EXERCISE DIRECTIONS: Reproduce the opening lines of the records exactly, up to and including the line in which "Deletes the row" occurs.
Start of DATA TO USE
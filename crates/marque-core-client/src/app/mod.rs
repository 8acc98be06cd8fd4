// marque-core-client/marque-core-client
//
// Copyright: 2025, Marque Maintainers
// License: Mozilla Public License v2.0 (MPL v2.0)

pub mod dtos;
pub mod services;

#[cfg(feature = "test")]
pub mod deps;
#[cfg(not(feature = "test"))]
pub(crate) mod deps;

#[cfg(feature = "test")]
pub mod event_handlers;
#[cfg(not(feature = "test"))]
pub(crate) mod event_handlers;
// marque-core-client/marque-core-client
//
// Copyright: 2025, Marque Maintainers
// License: Mozilla Public License v2.0 (MPL v2.0)

pub use bookmark_store_service::{BookmarkChangeHandler, BookmarkStoreService};
pub use bookmarks_domain_service::BookmarksDomainService;

mod bookmark_store_service;
mod bookmarks_domain_service;

pub mod impls;

#[cfg(feature = "test")]
pub mod mocks {
    pub use super::bookmark_store_service::MockBookmarkStoreService;
    pub use super::bookmarks_domain_service::MockBookmarksDomainService;
}
// marque-core-client/marque-core-client
//
// Copyright: 2025, Marque Maintainers
// License: Mozilla Public License v2.0 (MPL v2.0)

use std::sync::Arc;

use anyhow::Result;
use async_trait::async_trait;
use futures::future::BoxFuture;
use url::Url;

use crate::domain::bookmarks::models::{Bookmark, BookmarkChangeEvent};
use crate::domain::shared::models::{BookmarkId, Subscription, UserId};

pub type BookmarkChangeHandler = Arc<dyn Fn(BookmarkChangeEvent) -> BoxFuture<'static, ()> + Send + Sync>;

/// The opaque remote row store. Every operation is a single round-trip; the
/// store owns network timeouts, row-level access control and the assignment
/// of ids and timestamps.
#[async_trait]
#[cfg_attr(feature = "test", mockall::automock)]
pub trait BookmarkStoreService: Send + Sync {
    /// All bookmarks owned by `user_id`, ordered by `created_at` descending.
    async fn load_bookmarks(&self, user_id: &UserId) -> Result<Vec<Bookmark>>;

    /// Persists a new row and returns it in full. Fails if the store's row
    /// invariants are violated.
    async fn save_bookmark(&self, user_id: &UserId, title: &str, url: &Url) -> Result<Bookmark>;

    /// Deletes the row matching both `id` and `user_id`. Deleting a
    /// non-existent or non-owned id succeeds silently; that is the store's
    /// documented contract, which favors simplicity over error visibility
    /// when two clients race on the same delete.
    async fn delete_bookmark(&self, id: &BookmarkId, user_id: &UserId) -> Result<()>;

    /// Subscribes to the live change feed scoped to `user_id`. The handler
    /// receives every insert/update/delete for that user's rows until the
    /// returned subscription is dropped.
    async fn subscribe_to_changes(
        &self,
        user_id: &UserId,
        handler: BookmarkChangeHandler,
    ) -> Result<Subscription>;
}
End of DATA TO USE
THE COMPLETED TASK:
filename crates/marque-core-client/src/app/mod.rs
repository 8acc98be06cd8fd4
// marque-core-client/marque-core-client
//
// Copyright: 2025, Marque Maintainers
// License: Mozilla Public License v2.0 (MPL v2.0)

pub mod dtos;
pub mod services;

#[cfg(feature = "test")]
pub mod deps;
#[cfg(not(feature = "test"))]
pub(crate) mod deps;

#[cfg(feature = "test")]
pub mod event_handlers;
#[cfg(not(feature = "test"))]
pub(crate) mod event_handlers;
// marque-core-client/marque-core-client
//
// Copyright: 2025, Marque Maintainers
// License: Mozilla Public License v2.0 (MPL v2.0)

pub use bookmark_store_service::{BookmarkChangeHandler, BookmarkStoreService};
pub use bookmarks_domain_service::BookmarksDomainService;

mod bookmark_store_service;
mod bookmarks_domain_service;

pub mod impls;

#[cfg(feature = "test")]
pub mod mocks {
    pub use super::bookmark_store_service::MockBookmarkStoreService;
    pub use super::bookmarks_domain_service::MockBookmarksDomainService;
}
// marque-core-client/marque-core-client
//
// Copyright: 2025, Marque Maintainers
// License: Mozilla Public License v2.0 (MPL v2.0)

use std::sync::Arc;

use anyhow::Result;
use async_trait::async_trait;
use futures::future::BoxFuture;
use url::Url;

use crate::domain::bookmarks::models::{Bookmark, BookmarkChangeEvent};
use crate::domain::shared::models::{BookmarkId, Subscription, UserId};

pub type BookmarkChangeHandler = Arc<dyn Fn(BookmarkChangeEvent) -> BoxFuture<'static, ()> + Send + Sync>;

/// The opaque remote row store. Every operation is a single round-trip; the
/// store owns network timeouts, row-level access control and the assignment
/// of ids and timestamps.
#[async_trait]
#[cfg_attr(feature = "test", mockall::automock)]
pub trait BookmarkStoreService: Send + Sync {
    /// All bookmarks owned by `user_id`, ordered by `created_at` descending.
    async fn load_bookmarks(&self, user_id: &UserId) -> Result<Vec<Bookmark>>;

    /// Persists a new row and returns it in full. Fails if the store's row
    /// invariants are violated.
    async fn save_bookmark(&self, user_id: &UserId, title: &str, url: &Url) -> Result<Bookmark>;

    /// Deletes the row matching both `id` and `user_id`. Deleting a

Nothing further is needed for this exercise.